L’étape de l’Europe a été décisive, a-t-il dit. Elhadj Cellou en a tiré un réconfort et surtout il a bénéficié du soutien de ses alliés réunis au 59e congrès de l’Internationale libérale où l’UFDG est observateur. Une occasion mise à profit pour « dénoncer l’exclusion, l’injustice, les violations des droits de l’homme en Guinée. » Cellou se réjouit d’avoir fait voter par ce congrès « une résolution qui exige que les accords du 3 juillet soient respectés. Je vous rappelle qu’on a exigé dans cet accord l’identification des coupables qui ont assassiné nos militants et leur traduction devant la justice, le gouvernement s’était engagé à rembourser les victimes des pillages, nous avons aussi rappelé que l’engagement avait été fait de recruter un opérateur pour les prochaines échéances électorales. »
Le président du parti très remonté déplore que « on ne voit aucune volonté de la part des autorités pour respecter ce qui a été convenu dans ce dialogue inter guinéen et avec les signataires de la communauté internationale. »
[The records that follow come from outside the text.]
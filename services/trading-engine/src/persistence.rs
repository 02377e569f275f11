//! Repository ports and the background persistence writer
//!
//! The engine never awaits storage on its hot path: changes are queued on an
//! unbounded channel and written by a spawned task in submission order.
//! Write failures are logged and never fed back into the trading state.

use std::collections::HashMap;
use std::sync::Arc;

use async_trait::async_trait;
use parking_lot::RwLock;
use tokio::sync::{mpsc, oneshot};
use tokio::task::JoinHandle;
use tracing::{debug, error, warn};
use types::account::Account;
use types::errors::TradingError;
use types::ids::{AccountId, OrderId};
use types::order::Order;
use types::route::MatchingEngineRoute;

#[async_trait]
pub trait AccountsRepository: Send + Sync {
    async fn load_accounts(&self) -> Result<Vec<Account>, TradingError>;

    async fn save_account(&self, account: &Account) -> Result<(), TradingError>;
}

#[async_trait]
pub trait OrdersRepository: Send + Sync {
    /// Active and pending orders
    async fn load_open_orders(&self) -> Result<Vec<Order>, TradingError>;

    /// Insert or update; terminal orders are kept as history
    async fn save_order(&self, order: &Order) -> Result<(), TradingError>;
}

#[async_trait]
pub trait RoutesRepository: Send + Sync {
    async fn load_routes(&self) -> Result<Vec<MatchingEngineRoute>, TradingError>;

    async fn save_route(&self, route: &MatchingEngineRoute) -> Result<(), TradingError>;

    async fn delete_route(&self, route_id: &str) -> Result<(), TradingError>;
}

/// The repositories the engine reads at start-up and writes through
#[derive(Clone)]
pub struct Repositories {
    pub accounts: Arc<dyn AccountsRepository>,
    pub orders: Arc<dyn OrdersRepository>,
    pub routes: Arc<dyn RoutesRepository>,
}

impl Repositories {
    /// All three ports backed by one in-memory store
    pub fn in_memory(store: Arc<InMemoryRepository>) -> Self {
        Self {
            accounts: store.clone(),
            orders: store.clone(),
            routes: store,
        }
    }
}

/// In-memory implementation of every repository port.
///
/// Suitable for tests and single-process deployments without durability.
#[derive(Debug, Default)]
pub struct InMemoryRepository {
    accounts: RwLock<HashMap<AccountId, Account>>,
    orders: RwLock<HashMap<OrderId, Order>>,
    routes: RwLock<HashMap<String, MatchingEngineRoute>>,
}

impl InMemoryRepository {
    pub fn new() -> Self {
        Self::default()
    }

    pub fn account(&self, account_id: &AccountId) -> Option<Account> {
        self.accounts.read().get(account_id).cloned()
    }

    pub fn order(&self, order_id: &OrderId) -> Option<Order> {
        self.orders.read().get(order_id).cloned()
    }

    pub fn route(&self, route_id: &str) -> Option<MatchingEngineRoute> {
        self.routes.read().get(route_id).cloned()
    }

    pub fn order_count(&self) -> usize {
        self.orders.read().len()
    }
}

#[async_trait]
impl AccountsRepository for InMemoryRepository {
    async fn load_accounts(&self) -> Result<Vec<Account>, TradingError> {
        let mut accounts: Vec<Account> = self.accounts.read().values().cloned().collect();
        accounts.sort_by_key(|account| account.id);
        Ok(accounts)
    }

    async fn save_account(&self, account: &Account) -> Result<(), TradingError> {
        self.accounts.write().insert(account.id, account.clone());
        Ok(())
    }
}

#[async_trait]
impl OrdersRepository for InMemoryRepository {
    async fn load_open_orders(&self) -> Result<Vec<Order>, TradingError> {
        let mut orders: Vec<Order> = self
            .orders
            .read()
            .values()
            .filter(|order| !order.status.is_terminal())
            .cloned()
            .collect();
        orders.sort_by(|a, b| a.created_at.cmp(&b.created_at).then_with(|| a.id.cmp(&b.id)));
        Ok(orders)
    }

    async fn save_order(&self, order: &Order) -> Result<(), TradingError> {
        let mut orders = self.orders.write();
        // an out-of-order write never replaces a newer version
        if let Some(existing) = orders.get(&order.id) {
            if existing.version > order.version {
                return Ok(());
            }
        }
        orders.insert(order.id, order.clone());
        Ok(())
    }
}

#[async_trait]
impl RoutesRepository for InMemoryRepository {
    async fn load_routes(&self) -> Result<Vec<MatchingEngineRoute>, TradingError> {
        let mut routes: Vec<MatchingEngineRoute> = self.routes.read().values().cloned().collect();
        routes.sort_by(|a, b| a.id.cmp(&b.id));
        Ok(routes)
    }

    async fn save_route(&self, route: &MatchingEngineRoute) -> Result<(), TradingError> {
        self.routes.write().insert(route.id.clone(), route.clone());
        Ok(())
    }

    async fn delete_route(&self, route_id: &str) -> Result<(), TradingError> {
        self.routes.write().remove(route_id);
        Ok(())
    }
}

#[derive(Debug)]
enum PersistenceCommand {
    SaveOrder(Box<Order>),
    SaveAccount(Box<Account>),
    SaveRoute(Box<MatchingEngineRoute>),
    DeleteRoute(String),
    Flush(oneshot::Sender<()>),
}

/// Fire-and-forget handle onto the background writer task
#[derive(Debug, Clone)]
pub struct PersistenceWriter {
    tx: mpsc::UnboundedSender<PersistenceCommand>,
}

impl PersistenceWriter {
    /// Start the writer task on the current Tokio runtime.
    ///
    /// The task ends once every `PersistenceWriter` clone is dropped and
    /// the queue has drained.
    pub fn spawn(repositories: Repositories) -> (Self, JoinHandle<()>) {
        let (tx, rx) = mpsc::unbounded_channel();
        let handle = tokio::spawn(run_writer(repositories, rx));
        (Self { tx }, handle)
    }

    pub fn save_order(&self, order: &Order) {
        self.send(PersistenceCommand::SaveOrder(Box::new(order.clone())));
    }

    pub fn save_account(&self, account: &Account) {
        self.send(PersistenceCommand::SaveAccount(Box::new(account.clone())));
    }

    pub fn save_route(&self, route: &MatchingEngineRoute) {
        self.send(PersistenceCommand::SaveRoute(Box::new(route.clone())));
    }

    pub fn delete_route(&self, route_id: &str) {
        self.send(PersistenceCommand::DeleteRoute(route_id.to_string()));
    }

    /// Wait until everything queued before this call has been written.
    ///
    /// Fails when the writer task is no longer running.
    pub async fn flush(&self) -> Result<(), TradingError> {
        let (done_tx, done_rx) = oneshot::channel();
        self.send(PersistenceCommand::Flush(done_tx));
        done_rx.await.map_err(|_| {
            warn!("Persistence writer stopped before flush completed");
            TradingError::Repository {
                message: "persistence writer is not running".to_string(),
            }
        })
    }

    fn send(&self, command: PersistenceCommand) {
        if let Err(err) = self.tx.send(command) {
            error!(command = ?err.0, "Persistence writer is not running; change dropped");
        }
    }
}

async fn run_writer(repositories: Repositories, mut rx: mpsc::UnboundedReceiver<PersistenceCommand>) {
    while let Some(command) = rx.recv().await {
        let result = match command {
            PersistenceCommand::SaveOrder(order) => repositories.orders.save_order(&order).await,
            PersistenceCommand::SaveAccount(account) => repositories.accounts.save_account(&account).await,
            PersistenceCommand::SaveRoute(route) => repositories.routes.save_route(&route).await,
            PersistenceCommand::DeleteRoute(route_id) => repositories.routes.delete_route(&route_id).await,
            PersistenceCommand::Flush(done) => {
                let _ = done.send(());
                Ok(())
            }
        };
        if let Err(err) = result {
            error!(error = %err, "Persistence write failed");
        }
    }
    debug!("Persistence writer stopped");
}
Ensuite, M Diallo a affirmé que sa suite et lui-même ont rencontré la communauté guinéenne en Hollande où selon lui, près de 1500 Guinéens avaient fait le déplacement. Des moments forts de renouer avec les militants de ce pays. Puis suivra l’étape de la Belgique qui a été fondamentale selon Cellou : « A Bruxelles, nous avons rencontré les services d’immigration et on leur a demandé d’être indulgents avec les Guinéens. Nous leur avons dit qu’il y a des Guinéens qui sont victimes de harcèlement de la part du régime en place (à Conakry) et que le pays n’est pas stable. J’avais près de 35 fonctionnaires qui se sont mobilisés et m’ont écouté avec beaucoup d’attention. Notre message est passé et je pense que ce sera pris en compte. » Une autre étape, non des moindres a été celle de l’Angleterre, suivie par celle de la Chine où selon lui, « l’UFDG jouit d’une grande crédibilité. »
Par rapport aux prochaines échéances électorales, le président de l’UFDG ménage sa monture et invite ses militants à se mobiliser: « Il faut économiser nos forces, car nous avons beaucoup de défis à relever. Le combat doit commencer dès maintenant. On a des signaux qui montrent qu’Alpha Condé veut organiser une mascarade électorale. Nous n’allons pas accepter des résultats truqués. Nous n’accepterons plus que nos suffrages soient détournés. On sera malheureusement obligé de reprendre les manifestations pour exiger un scrutin transparent. » Et Cellou s’attaque pêlemêle à la gouvernance de l’actuel locataire de Sékoutouréya, dont il critique le bilan qui « est négatif et facile à faire ». Il dénonce la politique actuelle qui divise la Guinée : « Ce qui s’est passé à Porédaka est la politique sournoise du RPG. Au lieu de mettre en place une politique de réconciliation, c’est la politique de division qu’il pratique. Pour ce qui est de Rio Tinto, l’accord a été signé depuis 2002. Alpha n’a fait que retarder ce projet, car il voulait être propriétaire de tout. C’est un socialo-communiste. Il voulait être actionnaire à plus de 50%. Les partenaires ont exigé de lui de mobiliser les fonds. Il n’a pas pu, sinon ce projet pouvait être fonctionnel depuis 2013. » Cellou est revenu aussi sur les actions récentes orientées vers le parti au pouvoir pour relancer le dialogue. Au moins deux lettres ouvertes ont été adressées au gouvernement en vue de remettre sur table le processus électoral ; malgré cela le pouvoir reste sur sa logique de retarder les échéances. Ces derniers jours, une réunion des leaders de l’opposition a reporté la reprise des manifestations de rue que réclame une frange très agitée de l’opposition. L’approche du mois de Ramadan a été invoquée mais l’opposition reste sur ses gardes. Et le leader de l’opposition menace : « Nous avons demandé le dialogue, ils veulent la confrontation. Si c’est ce qu’ils veulent, l’opposition et l’UFDG sont prêtes.»
Une façon de dire que les lendemains sont plus qu’incertains dans la vie politique guinéenne.